*** Material provided

//! End-to-end puzzle pipeline: decode the grid, index the words, scan.
//!
//! # Error Handling
//!
//! The pipeline uses [`PuzzleError`] with three variants:
//!
//! - P001: `ParseFailure` (An input could not be parsed (wraps [`ParseError`]))
//! - P002: `RewriteLimitExceeded` (Decoding a grid line never terminated)
//! - P003: `Io` (An input file could not be read)
//!
//! Each error has a `code()`, optional `help()`, and `display_detailed()` method.
//!
//! # Examples
//!
//! ```
//! use wordgrid::puzzle::Puzzle;
//! use wordgrid::search::ScanOptions;
//! use wordgrid::word_list::WordList;
//!
//! let puzzle = Puzzle::plain(vec!["CA".to_string(), "TX".to_string()], WordList::parse_from_str("cat\nat\nca"));
//! let solution = puzzle.solve(&ScanOptions::default(), |word| println!("{word} found"))?;
//! assert_eq!(solution.result.len(), 3);
//! # Ok::<(), Box<dyn std::error::Error>>(())
//! ```

use crate::cipher::{parse_rules, parse_schedules, Cipher};
use crate::dictionary::{PrefixDictionary, MIN_WORD_LENGTH};
use crate::errors::ParseError;
use crate::grid::{grid_lines, Grid};
use crate::search::{scan_all_with, ScanOptions, ScanResult};
use crate::word_list::WordList;
#[cfg(not(target_arch = "wasm32"))]
use std::path::PathBuf;

/// Unified error type for the puzzle pipeline.
#[derive(Debug, thiserror::Error)]
pub enum PuzzleError {
    /// An input (grid, rules, schedules) could not be parsed.
    #[error("parse failure: {0}")]
    ParseFailure(#[from] Box<ParseError>),

    /// Decoding a grid line kept rewriting past the replacement limit.
    #[error("decoding line {line} did not finish within {limit} replacements")]
    RewriteLimitExceeded { line: usize, limit: usize },

    /// An input file could not be read.
    #[error("{0}")]
    Io(#[from] std::io::Error),
}

impl PuzzleError {
    /// Returns the error code for this error variant
    #[must_use]
    pub fn code(&self) -> &'static str {
        match self {
            PuzzleError::ParseFailure(_) => "P001",
            PuzzleError::RewriteLimitExceeded { .. } => "P002",
            PuzzleError::Io(_) => "P003",
        }
    }

    /// Returns a short description of this error type (for documentation)
    #[must_use]
    pub fn description(&self) -> &'static str {
        match self {
            PuzzleError::ParseFailure(_) => "Puzzle input parsing failed",
            PuzzleError::RewriteLimitExceeded { .. } => "Decoding a grid line never terminated",
            PuzzleError::Io(_) => "An input file could not be read",
        }
    }

    /// Returns detailed explanation of this error type (for documentation)
    #[must_use]
    pub fn details(&self) -> &'static str {
        match self {
            PuzzleError::ParseFailure(_) => "One of the puzzle inputs could not be parsed. This wraps an underlying ParseError (see Parse Errors section for specific error codes).",
            PuzzleError::RewriteLimitExceeded { .. } => "The rewrite rules kept matching the line. A rule whose replacement contains its own source (like `a;aa`) never stops unless its step is marked terminating.",
            PuzzleError::Io(_) => "The cipher, rules, schedule, or word list file could not be read from disk.",
        }
    }

    /// Returns a helpful suggestion for this error
    #[must_use]
    pub fn help(&self) -> Option<&'static str> {
        match self {
            PuzzleError::RewriteLimitExceeded { .. } => Some("Mark the looping step as terminating with '!', e.g. '0@1!'"),
            PuzzleError::Io(_) => Some("Check the file paths passed on the command line (see --help)"),
            PuzzleError::ParseFailure(_) => None, // ParseError has its own help
        }
    }

    /// Formats the error with code and optional help text
    #[must_use]
    pub fn display_detailed(&self) -> String {
        match self {
            PuzzleError::ParseFailure(pe) => {
                // delegate to ParseError's detailed display
                format!("{}\n  caused by: {}", self.code(), pe.display_detailed())
            }
            _ => crate::errors::format_error_with_code_and_help(&self.to_string(), self.code(), self.help()),
        }
    }
}

/// Where to find the puzzle files.
#[cfg(not(target_arch = "wasm32"))]
#[derive(Debug, Clone)]
pub struct PuzzlePaths {
    /// Encoded grid lines (or the plain grid when `rewrite` is `None`).
    pub cipher: PathBuf,
    /// Word list, one word per line.
    pub words: PathBuf,
    /// Rules and schedules used to decode the grid lines.
    pub rewrite: Option<RewritePaths>,
}

#[cfg(not(target_arch = "wasm32"))]
#[derive(Debug, Clone)]
pub struct RewritePaths {
    pub rules: PathBuf,
    pub schedule: PathBuf,
}

/// A decoded grid together with the result of scanning it.
#[derive(Debug, Clone)]
pub struct PuzzleSolution {
    pub grid: Grid,
    pub result: ScanResult,
}

/// Everything needed to solve one puzzle.
#[derive(Debug, Clone)]
pub struct Puzzle {
    /// Grid lines as read, before decoding. Blank lines are already dropped.
    pub encoded_lines: Vec<String>,
    /// `None` when the lines are the grid itself.
    pub cipher: Option<Cipher>,
    pub words: WordList,
}

impl Puzzle {
    #[must_use]
    pub fn new(encoded_lines: Vec<String>, cipher: Cipher, words: WordList) -> Self {
        Self { encoded_lines, cipher: Some(cipher), words }
    }

    /// A puzzle whose grid lines need no decoding.
    #[must_use]
    pub fn plain(rows: Vec<String>, words: WordList) -> Self {
        Self { encoded_lines: rows, cipher: None, words }
    }

    /// Read a puzzle from disk.
    ///
    /// # Errors
    ///
    /// `PuzzleError::Io` if a file can't be read, `PuzzleError::ParseFailure` if the
    /// rules or schedules are malformed or don't fit together.
    #[cfg(not(target_arch = "wasm32"))]
    pub fn load(paths: &PuzzlePaths) -> Result<Self, PuzzleError> {
        let encoded_lines = encoded_lines(&read_file(&paths.cipher, "grid")?);
        let words = WordList::load_from_path(&paths.words)?;

        let cipher = match &paths.rewrite {
            Some(rewrite) => {
                let rules = parse_rules(&read_file(&rewrite.rules, "rules")?)?;
                let schedules = parse_schedules(&read_file(&rewrite.schedule, "schedule")?)?;
                Some(Cipher::new(rules, schedules)?)
            }
            None => None,
        };

        log::info!("loaded {} grid lines and {} words", encoded_lines.len(), words.len());
        Ok(Self { encoded_lines, cipher, words })
    }

    /// Build a puzzle from in-memory texts; `rewrite` holds the rules and schedules texts.
    ///
    /// # Errors
    ///
    /// `PuzzleError::ParseFailure` if the rules or schedules are malformed.
    pub fn from_texts(grid_text: &str, words_text: &str, rewrite: Option<(&str, &str)>) -> Result<Self, PuzzleError> {
        let cipher = match rewrite {
            Some((rules_text, schedule_text)) => {
                Some(Cipher::new(parse_rules(rules_text)?, parse_schedules(schedule_text)?)?)
            }
            None => None,
        };
        Ok(Self {
            encoded_lines: encoded_lines(grid_text),
            cipher,
            words: WordList::parse_from_str(words_text),
        })
    }

    /// The grid lines after decoding.
    ///
    /// # Errors
    ///
    /// See [`Cipher::decode_lines`].
    pub fn decode(&self) -> Result<Vec<String>, PuzzleError> {
        match &self.cipher {
            Some(cipher) => cipher.decode_lines(&self.encoded_lines),
            None => Ok(self.encoded_lines.clone()),
        }
    }

    /// Decode the lines and check they form a rectangle.
    ///
    /// # Errors
    ///
    /// Decoding errors, or `ParseError::EmptyGrid` / `ParseError::RaggedGrid` (wrapped).
    pub fn grid(&self) -> Result<Grid, PuzzleError> {
        Ok(Grid::from_rows(self.decode()?)?)
    }

    /// Index the word list, ignoring words shorter than [`MIN_WORD_LENGTH`].
    #[must_use]
    pub fn dictionary(&self) -> PrefixDictionary {
        PrefixDictionary::build(&self.words.words, MIN_WORD_LENGTH)
    }

    /// Decode, index and scan. `on_found` sees each distinct word once, in discovery order.
    ///
    /// # Errors
    ///
    /// See [`grid`](Self::grid). The scan itself cannot fail.
    pub fn solve<F: FnMut(&str)>(&self, options: &ScanOptions, on_found: F) -> Result<PuzzleSolution, PuzzleError> {
        let grid = self.grid()?;
        let dictionary = self.dictionary();
        let result = scan_all_with(&grid, &dictionary, options, on_found);
        Ok(PuzzleSolution { grid, result })
    }
}

fn encoded_lines(text: &str) -> Vec<String> {
    grid_lines(text).map(str::to_string).collect()
}

#[cfg(not(target_arch = "wasm32"))]
fn read_file(path: &std::path::Path, what: &str) -> std::io::Result<String> {
    std::fs::read_to_string(path).map_err(|e| {
        std::io::Error::new(e.kind(), format!("failed to read {what} from '{}': {}", path.display(), e))
    })
}

#[cfg(test)]
mod tests {
    use super::*;
    use crate::search::ScanStatus;
    use std::collections::HashSet;

    #[test]
    fn test_plain_puzzle() {
        let puzzle = Puzzle::from_texts("CA\nTX\n", "cat\nat\nca\na", None).unwrap();
        let mut reported = Vec::new();
        let solution = puzzle.solve(&ScanOptions::default(), |w| reported.push(w.to_string())).unwrap();
        assert_eq!(solution.result.word_set(), HashSet::from(["CAT", "AT", "CA"]));
        assert_eq!(solution.result.status, ScanStatus::Exhausted);
        assert_eq!(reported, solution.result.words);
    }

    #[test]
    fn test_lowercase_puzzle() {
        let puzzle = Puzzle::from_texts("ca\ntx\n", "cat\nat\nca", None).unwrap();
        let solution = puzzle.solve(&ScanOptions::default(), |_| {}).unwrap();
        assert_eq!(solution.result.len(), 3);
        assert_eq!(solution.result.word_set(), HashSet::from(["CAT", "AT", "CA"]));
    }

    #[test]
    fn test_whitespace_only_lines_match_grid_parsing() {
        let text = "AB\n   \nCD\n";
        let puzzle = Puzzle::from_texts(text, "", None).unwrap();
        assert_eq!(puzzle.grid().unwrap(), text.parse::<Grid>().unwrap());
    }

    #[test]
    fn test_encoded_puzzle() {
        // row 1: "XA" -> "CA"; row 2: "TQ" -> "TX"
        let puzzle = Puzzle::from_texts("XA\nTQ", "CAT", Some(("X;C\nQ;X", "0@1\n1@1"))).unwrap();
        assert_eq!(puzzle.decode().unwrap(), vec!["CA", "TX"]);
        let solution = puzzle.solve(&ScanOptions::default(), |_| {}).unwrap();
        assert_eq!(solution.result.words, vec!["CAT"]);
        assert_eq!(solution.grid.to_string(), "CA\nTX");
    }

    #[test]
    fn test_decoding_to_ragged_grid() {
        let puzzle = Puzzle::from_texts("AB\nCD", "AB", Some(("C;", "\n0@1"))).unwrap();
        let err = puzzle.grid().unwrap_err();
        assert_eq!(err.code(), "P001");
        match err {
            PuzzleError::ParseFailure(pe) => assert!(matches!(*pe, ParseError::RaggedGrid { row: 2, .. })),
            other => panic!("unexpected error {other:?}"),
        }
    }

    #[test]
    fn test_empty_grid_text() {
        let puzzle = Puzzle::from_texts("\n\n", "AB", None).unwrap();
        assert!(matches!(puzzle.grid(), Err(PuzzleError::ParseFailure(_))));
    }

    #[test]
    fn test_empty_word_list_is_not_an_error() {
        let puzzle = Puzzle::from_texts("AB", "", None).unwrap();
        let solution = puzzle.solve(&ScanOptions::default(), |_| {}).unwrap();
        assert!(solution.result.is_empty());
    }

    #[test]
    fn test_error_codes_and_details() {
        let errors = vec![
            PuzzleError::ParseFailure(Box::new(ParseError::EmptyGrid)),
            PuzzleError::RewriteLimitExceeded { line: 1, limit: 10 },
            PuzzleError::Io(std::io::Error::new(std::io::ErrorKind::NotFound, "missing")),
        ];
        let codes: HashSet<&str> = errors.iter().map(PuzzleError::code).collect();
        assert_eq!(codes.len(), 3);
        for err in &errors {
            assert!(err.code().starts_with('P'));
            assert!(!err.description().is_empty());
            assert!(err.display_detailed().contains(err.code()));
        }
    }

    #[test]
    fn test_parse_failure_detailed_includes_cause() {
        let err = PuzzleError::ParseFailure(Box::new(ParseError::EmptyGrid));
        let detailed = err.display_detailed();
        assert!(detailed.contains("P001"));
        assert!(detailed.contains("caused by"));
        assert!(detailed.contains("E001"));
    }

    #[test]
    fn test_load_missing_files() {
        let paths = PuzzlePaths {
            cipher: PathBuf::from("no/such/cipher.txt"),
            words: PathBuf::from("no/such/words.txt"),
            rewrite: None,
        };
        let err = Puzzle::load(&paths).unwrap_err();
        assert_eq!(err.code(), "P003");
        assert!(err.to_string().contains("cipher.txt"));
    }
}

******

Extract the lines of the preceding material that run from the line with "not be read)" through the line with "schedules) could not be parsed.", inclusive, reproducing them exactly and adding nothing.

//! - P003: `Io` (An input file could not be read)
//!
//! Each error has a `code()`, optional `help()`, and `display_detailed()` method.
//!
//! # Examples
//!
//! ```
//! use wordgrid::puzzle::Puzzle;
//! use wordgrid::search::ScanOptions;
//! use wordgrid::word_list::WordList;
//!
//! let puzzle = Puzzle::plain(vec!["CA".to_string(), "TX".to_string()], WordList::parse_from_str("cat\nat\nca"));
//! let solution = puzzle.solve(&ScanOptions::default(), |word| println!("{word} found"))?;
//! assert_eq!(solution.result.len(), 3);
//! # Ok::<(), Box<dyn std::error::Error>>(())
//! ```

use crate::cipher::{parse_rules, parse_schedules, Cipher};
use crate::dictionary::{PrefixDictionary, MIN_WORD_LENGTH};
use crate::errors::ParseError;
use crate::grid::{grid_lines, Grid};
use crate::search::{scan_all_with, ScanOptions, ScanResult};
use crate::word_list::WordList;
#[cfg(not(target_arch = "wasm32"))]
use std::path::PathBuf;

/// Unified error type for the puzzle pipeline.
#[derive(Debug, thiserror::Error)]
pub enum PuzzleError {
    /// An input (grid, rules, schedules) could not be parsed.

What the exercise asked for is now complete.